Eram perguntas sem respostas. Agora era ele quem deveria administrar aquela fortuna... se quisesse, pararia de estudar e teria o suficiente para viver bem até o final dos seus dias... mas logo cortava tal pensamento. Continuaria a estudar e lutaria para conseguir atingir seus objetivos: ser físico nuclear, trabalhar na Nasa e dar sua contribuição à humanidade.

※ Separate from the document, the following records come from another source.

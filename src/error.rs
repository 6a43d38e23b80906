//! Error types for the bit-string GA.
//!
//! Every public operation validates its inputs and reports caller-contract
//! violations through [`GaError`] instead of propagating undefined numeric
//! behavior (division by zero, out-of-range sampling).

use thiserror::Error;

/// Errors reported by population construction, the generation step, and
/// the evolutionary loop.
#[derive(Error, Debug, Clone, PartialEq)]
pub enum GaError {
    #[error(
        "population dimensions must be positive and addressable, got {pop_size} x {genome_size}"
    )]
    InvalidDimensions { pop_size: usize, genome_size: usize },

    #[error("population buffer has {actual} bits, dimensions require {expected}")]
    BufferLength { expected: usize, actual: usize },

    #[error("{name} must be within [0, 1], got {value}")]
    InvalidProbability { name: &'static str, value: f64 },

    #[error("fitness vector has {actual} entries, population has {expected} individuals")]
    FitnessLength { expected: usize, actual: usize },

    #[error("fitness of individual {index} must be finite and non-negative, got {value}")]
    InvalidFitness { index: usize, value: f64 },

    #[error("fitness vector sums to zero; selection distribution is undefined")]
    ZeroFitnessSum,

    #[error("fitness vector sum overflows to infinity; rescale the fitness values")]
    FitnessOverflow,

    #[error("cannot pair individuals {a} and {b} in a population of {size}")]
    InvalidPair { a: usize, b: usize, size: usize },

    #[error("crossover locus {locus} out of range for genome of {genome_size} bits")]
    InvalidLocus { locus: usize, genome_size: usize },

    #[error("individual {row} has {actual} bits, expected {expected}")]
    RaggedPopulation {
        row: usize,
        expected: usize,
        actual: usize,
    },

    #[error("reference genome has {actual} bits, population genomes have {expected}")]
    GenomeMismatch { expected: usize, actual: usize },

    #[error("invalid configuration: {0}")]
    InvalidConfig(String),
}

pub type Result<T> = std::result::Result<T, GaError>;

/// Checks that `value` is a probability in `[0, 1]`.
pub(crate) fn check_probability(name: &'static str, value: f64) -> Result<()> {
    if (0.0..=1.0).contains(&value) {
        Ok(())
    } else {
        Err(GaError::InvalidProbability { name, value })
    }
}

Ia fechando o cofre quando alguma chamou sua atenção. Era uma gaveta diferente, abaixo do cofre, uma espécie de fundo falso. Experimentou chave por chave até que conseguiu abrir a tal gaveta. Dentro dela havia bastantes envelopes, todos rigorosamente lacrados. Abriu um a um e tudo leu. Estava pasmo! Finalmente descobrira o que fizera seu pai ganhar tanto dinheiro. Leu novamente, releu várias vezes, era preciso não ter dúvidas quanto à interpretação do que lia, era necessário ter a mais absoluta certeza. Estava tudo claro aos seus olhos. Zeco só tinha 13 anos, todavia não era burro, ao contrário, era extremamente inteligente. Sim, seu pai, Alfredo Flores, era chefe de uma quadrilha de assaltantes de bancos. Ainda bem que sua chefia era oculta, ninguém do bando conhecia sua identidade. Ele era tratado como o COIOTE, mas seu verdadeiro nome ninguém conhecia. Aqueles que um dia ousaram descobrir sua identidade foram impiedosamente eliminados. Pensou em si. Será que não sabiam mesmo a identidade do COIOTE? Até a polícia há décadas vinha tentando desvendar este segredo e efetuar sua prisão. Tornara-se o mais famoso assaltante de banco do mundo, porque nos documentos encontravam-se suas ligações internacionais. Atuava no Brasil, na África do Sul, do Norte, na Europa e na Ásia. E ninguém jamais descobrira seu verdadeiro nome. Ao mesmo tempo sentia repulsa e idolatrava seu pai. Nunca trairia sua memória. Pegou todos aqueles documentos os pôs numa caixa e desceu, ganhando os fundos da casa, que tinha muros altíssimos e cerca elétrica. Trouxe consigo várias garrafas de álcool e fez fogo... Destruiu todas aquelas provas que incriminavam a memória de Alfredo Flores. Ninguém jamais saberia e até ele mesmo buscaria esquecer. Nada poderia fazer... Pensou na possibilidade de devolver os milhões de reais... mas a quem ? “Não! – pensava – eu não tenho culpa, só me resta administrar esta fortuna e ser feliz”.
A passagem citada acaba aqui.